Abstract
Purpose :
Endoplasmic reticulum (ER) stress has been linked with various acute and chronic neurodegenerative diseases. We previously found that optic nerve (ON) injury, ocular hypertension, and optic neuritis induce neuronal ER stress in retinal ganglion cells (RGCs). We further demonstrated that germ-line knockout of CHOP, a downstream pro-apoptotic molecule of ER stress, preserves the structure and function of glaucomatous RGC somata and axons. CHOP can also cause cell death by up-regulating protein synthesis and oxidative stress when it forms heterodimers with its upstream transcription factor ATF4. It is clinically important and scientifically interesting to determine the neuroprotective role of neuronal-specific ATF4/CHOP inhibition in glaucoma.
Methods :
Taking advantage of ATF4 and CHOP floxed mouse lines and our recently developed RGC-specific promoter mouse γ-synuclein (mSncg) and silicone oil-induced ocular hypertension (SOHU) mouse glaucoma models, we evaluated the effects of RGC-specific deletion of ATF4, CHOP, or both in RGC and ON survival by histology assay and optical coherence tomography (OCT) and visual function by pattern ERG (PERG) and optokinetic response (OKR). All floxed transgenic mice received intravitreal injection of 3x109 vector genomes (vg) of AAV2-Cre in 2uL. We also tested a small molecule inhibitor of ATF4/CHOP, ISRIB, and CRISPR-mediated knockdown of Gadd45α, an ATF4 downstream effector to further demonstrate the neuroprotection effect of blocking the ATF4/CHOP pathway in glaucoma. The Gadd45α was knocked down by intravitreal injection of the mix of AAV-Cas9 and AAV-gRNAs at 2:1 ratio with a total volume 3x109 vg/eye. Each treatment group contained 9-15 mice at age of 5-8 weeks old.
Results :
RGC-specific deletion of ATF4 or CHOP promotes significant RGC and ON survival and preserves visual function in the mouse ON crush model and SOHU glaucoma model. Double KO of ATF4 and CHOP have an even better effect.
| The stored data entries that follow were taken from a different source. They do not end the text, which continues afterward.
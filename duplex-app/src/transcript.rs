//! Running transcript of committed utterances.

use serde::Serialize;

#[derive(Debug, Clone, Default, Serialize)]
#[serde(rename_all = "camelCase")]
pub struct TranscriptLog {
    utterances: Vec<String>,
}

impl TranscriptLog {
    pub fn new() -> Self {
        Self::default()
    }

    /// Append a final utterance. Blank text is ignored.
    pub fn push_final(&mut self, text: &str) {
        let text = text.trim();
        if !text.is_empty() {
            self.utterances.push(text.to_string());
        }
    }

    /// All utterances joined with single spaces.
    pub fn text(&self) -> String {
        self.utterances.join(" ")
    }

    pub fn utterances(&self) -> &[String] {
        &self.utterances
    }

    pub fn len(&self) -> usize {
        self.utterances.len()
    }

    pub fn is_empty(&self) -> bool {
        self.utterances.is_empty()
    }

    pub fn clear(&mut self) {
        self.utterances.clear();
    }
}
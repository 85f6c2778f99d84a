//! Main-side handles for the engine workers.
//!
//! A proxy owns its worker's lifecycle: spawning, the `Init` handshake,
//! runtime reply dispatch and teardown. `initialize()` is idempotent and
//! caches its outcome, failure included, so concurrent callers share one
//! handshake. Runtime engine errors are logged and counted, never raised.

pub mod recognition;
pub mod synthesis;

pub use recognition::{RecognitionProxy, RecognitionResult};
pub use synthesis::{AudioChunk, SynthesisOutput, SynthesisProxy};

use std::future::Future;
use std::sync::{
    atomic::{AtomicBool, Ordering},
    Arc,
};

use tokio::sync::watch;

use crate::error::{DuplexError, Result};

type Outcome = std::result::Result<(), String>;

/// One-shot `Init` handshake shared by every `initialize()` caller.
///
/// The first caller spawns the handshake as its own task; every caller,
/// the first included, only waits for the published outcome. Dropping an
/// `initialize()` future therefore never abandons a half-done handshake.
pub(crate) struct HandshakeCell {
    started: AtomicBool,
    outcome: watch::Sender<Option<Outcome>>,
}

impl HandshakeCell {
    pub(crate) fn new() -> Arc<Self> {
        let (outcome, _) = watch::channel(None);
        Arc::new(Self {
            started: AtomicBool::new(false),
            outcome,
        })
    }

    /// Start `handshake` if nobody has yet, then wait for its outcome.
    pub(crate) async fn run<F, Fut>(self: &Arc<Self>, handshake: F) -> Result<()>
    where
        F: FnOnce() -> Fut,
        Fut: Future<Output = Outcome> + Send + 'static,
    {
        let mut outcome_rx = self.outcome.subscribe();
        if !self.started.swap(true, Ordering::AcqRel) {
            let task = tokio::spawn(handshake());
            let cell = Arc::clone(self);
            tokio::spawn(async move {
                let outcome = match task.await {
                    Ok(outcome) => outcome,
                    Err(e) => Err(format!("handshake task failed: {e}")),
                };
                cell.outcome.send_replace(Some(outcome));
            });
        }

        let outcome = outcome_rx
            .wait_for(Option::is_some)
            .await
            .map(|published| (*published).clone())
            .map_err(|_| DuplexError::Initialization("handshake task vanished".into()))?;
        match outcome {
            Some(outcome) => handshake_result(&outcome),
            None => Err(DuplexError::Initialization("handshake outcome missing".into())),
        }
    }
}

/// Map a cached handshake outcome to the public error type.
fn handshake_result(outcome: &Outcome) -> Result<()> {
    outcome
        .as_ref()
        .map(|_| ())
        .map_err(|message| DuplexError::Initialization(message.clone()))
}
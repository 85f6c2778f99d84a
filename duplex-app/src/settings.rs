//! Persistent host settings (JSON file in the app data directory).

use std::fs;
use std::path::{Path, PathBuf};

use duplex_core::{inference::stub::DEFAULT_ENDPOINT_SAMPLES, ClientConfig};
use serde::{Deserialize, Serialize};

#[derive(Debug, Clone, PartialEq, Serialize, Deserialize)]
#[serde(rename_all = "camelCase")]
#[serde(default)]
pub struct AppSettings {
    pub client: ClientConfig,
    /// Speaker name; `None` uses the system default.
    pub output_device: Option<String>,
    /// Audio the stub recognizer hears before it reports an endpoint.
    pub endpoint_samples: usize,
    /// Voices offered by the tone synthesizer.
    pub num_speakers: u32,
    /// Print `sttPartial` events, not only finals.
    pub show_partials: bool,
}

impl Default for AppSettings {
    fn default() -> Self {
        Self {
            client: ClientConfig::default(),
            output_device: None,
            endpoint_samples: DEFAULT_ENDPOINT_SAMPLES,
            num_speakers: 8,
            show_partials: true,
        }
    }
}

impl AppSettings {
    pub fn normalize(&mut self) {
        self.client.normalize();
        self.output_device = self
            .output_device
            .as_ref()
            .map(|d| d.trim().to_string())
            .filter(|d| !d.is_empty());
        self.endpoint_samples = self.endpoint_samples.clamp(1_600, 16_000 * 30);
        self.num_speakers = self.num_speakers.clamp(1, 256);
        if self.client.tts_voice.voice_id >= self.num_speakers {
            self.client.tts_voice.voice_id = 0;
        }
    }
}

pub fn default_settings_path() -> PathBuf {
    #[cfg(target_os = "windows")]
    {
        std::env::var_os("APPDATA")
            .map(PathBuf::from)
            .unwrap_or_else(|| PathBuf::from("."))
            .join("Lattice Labs")
            .join("Duplex")
            .join("settings.json")
    }
    #[cfg(not(target_os = "windows"))]
    {
        std::env::var_os("XDG_DATA_HOME")
            .map(PathBuf::from)
            .unwrap_or_else(|| {
                std::env::var_os("HOME")
                    .map(PathBuf::from)
                    .unwrap_or_else(|| PathBuf::from("/tmp"))
                    .join(".local")
                    .join("share")
            })
            .join("duplex")
            .join("settings.json")
    }
}

/// Read settings, falling back to defaults on any read or parse failure.
pub fn load_settings(path: &Path) -> AppSettings {
    let mut settings = fs::read_to_string(path)
        .ok()
        .and_then(|raw| serde_json::from_str::<AppSettings>(&raw).ok())
        .unwrap_or_default();
    settings.normalize();
    settings
}

pub fn save_settings(path: &Path, settings: &AppSettings) -> std::io::Result<()> {
    if let Some(parent) = path.parent() {
        fs::create_dir_all(parent)?;
    }
    let json = serde_json::to_string_pretty(settings).map_err(std::io::Error::other)?;
    fs::write(path, json)
}
//! The two audio pipelines.
//!
//! - `capture`: microphone → frame ring → pump thread → 4096-sample batches
//!   → 16 kHz decimation → recognizer; results come back as text events.
//! - `playback`: speak requests → synthesizer → stale-id filter → queue →
//!   one buffer at a time on the output context.
//!
//! Both keep their mutable state behind a `parking_lot::Mutex` and never
//! publish while holding it: events produced under the lock are collected
//! and published after it is released.

pub mod capture;
pub mod playback;

pub use capture::{CaptureDiagnosticsSnapshot, CapturePipeline};
pub use playback::{PlaybackDiagnosticsSnapshot, PlaybackPipeline};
Consistently, topical application of ATF4/CHOP chemical inhibitor ISRIB and CRISPR-mediated knockdown of Gadd45α also deliver significant neuroprotection of RGC somata and axons and visual function in the SOHU glaucoma model.
Conclusions :
Our studies demonstrate that blocking the neuronal intrinsic ATF4/CHOP axis of ER stress is a promising neuroprotection strategy for glaucomatous neurodegeneration.
This abstract was presented at the 2023 ARVO Annual Meeting, held in New Orleans, LA, April 23-27, 2023.